London Saints

Lincoln Home EFL Cup 4th Round Won 2 – 1

Did you enjoy your winter World Cup? Of course you did, mainly due to the quality of football, but the Germans going home early helped as well. Serves them right for having such a stupid kit… oh, hang on, though… 

Back to reality and a home debut at last for our God-fearing new manager – Nathan Jones, you’ve been gone too long. Jones defied Carabao Cup tradition and went with possibly his strongest available team to face mighty Lincoln, although Lavia was an unexplained and unwelcome absence. It meant Bazunu rather than McCarthy in goal, and within two minutes he was picking the ball out of the net: the assistant’s flag looked as though it might save the keeper’s blushes, but there was no reason to disallow a perfectly good goal and worse was to come for Bazunu when he was ‘credited’ as the scorer. Blame has to be shared, though, as the goal came from a poorly defended corner, and this as Saints were lining up with three centre backs, but wing back Maitland-Niles deserves an especial mention for a bizarre assist. We waited for Premier League class to tell, but the only moment to recall in the first half came after 22 minutes when Elyounoussi sent oven an inviting cross which Adams buried with a nice header. Bella-Kotchap had required attention for a head injury and failed to appear for the second period – there was an improvement of sorts but the number of miscued passes and incidents of poor control was becoming embarrassing, at least before the usual 60th minute clutch of substitutions, including Walcott, the only player to look comfortable with the ball, and a move to an orthodox back four. On 76 minutes, Saints went ahead, a messy affair that started with a nice Walcott cross and ended with Adams forcing the ball home from close range; visiting goalkeeper Rushworth had no chance with Adams’ first goal but at least he was part of this scramble as hitherto his only contribution had been in running the clock down quite shamelessly. Walcott’s own brief contribution was now ended by injury before the game could restart and Edozie came on to make his mark, one that should have been capped by a first Saints goal, but he failed to find an open net after Elyounoussi had borne down on Rushworth in added time and with no defender in sight.
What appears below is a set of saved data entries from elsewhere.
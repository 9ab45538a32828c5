//! Session trust state.

use serde::{Deserialize, Serialize};

use crate::identity::AgentIdentity;

/// Where a session stands on the way to trust.
#[derive(Debug, Clone, Copy, PartialEq, Eq, Serialize, Deserialize)]
#[serde(rename_all = "snake_case")]
pub enum TrustPhase {
    /// No successful verifications yet.
    Initialized,
    /// Some verifications, below the threshold.
    Accumulating,
    /// Threshold reached. Never reverts.
    Trusted,
}

/// State of one cross-session verification context.
#[derive(Debug, Clone, PartialEq, Eq, Serialize, Deserialize)]
#[serde(rename_all = "camelCase")]
pub struct CrossSessionState {
    pub session_id: String,
    /// Snapshot of the identity at session creation.
    pub agent_identity: AgentIdentity,
    pub verified_memories: u64,
    /// Time of the last successful verification, or of creation.
    pub last_verified_at: u64,
    pub trust_established: bool,
}

impl CrossSessionState {
    pub(crate) fn new(session_id: String, agent_identity: AgentIdentity, now: u64) -> Self {
        Self {
            session_id,
            agent_identity,
            verified_memories: 0,
            last_verified_at: now,
            trust_established: false,
        }
    }

    pub fn phase(&self) -> TrustPhase {
        if self.trust_established {
            TrustPhase::Trusted
        } else if self.verified_memories == 0 {
            TrustPhase::Initialized
        } else {
            TrustPhase::Accumulating
        }
    }

    /// Count one successful verification. Returns true if this call
    /// established trust.
    pub(crate) fn record_success(&mut self, trust_threshold: u32, now: u64) -> bool {
        self.verified_memories += 1;
        self.last_verified_at = now;
        let reached = self.verified_memories >= u64::from(trust_threshold);
        let newly_trusted = reached && !self.trust_established;
        self.trust_established |= reached;
        newly_trusted
    }
}
//! CSPRNG output for ids, salts and nonces.

use rand::rngs::OsRng;
use rand::RngCore;

/// `N` bytes from the operating system's random source.
pub fn random_bytes<const N: usize>() -> [u8; N] {
    let mut buf = [0u8; N];
    OsRng.fill_bytes(&mut buf);
    buf
}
Somehow this comic miss was to be matched even later into the addition when Adams tried to round off his evening with a hat trick but made a mess of beating Rushworth, despite plenty of available assistance and again no defender in sight. 

Three LSSC Man of the Match candidates to choose from:  

10. Che Adams, but he might have faced automatic exclusion from the short list had that late miss affected the result. 

32. Theo Walcott, for barely 15 minutes work. No, I’m not being serious – please don’t vote for him. 

8. James Ward-Prowse, only to complete short list really – please don’t vote for him either.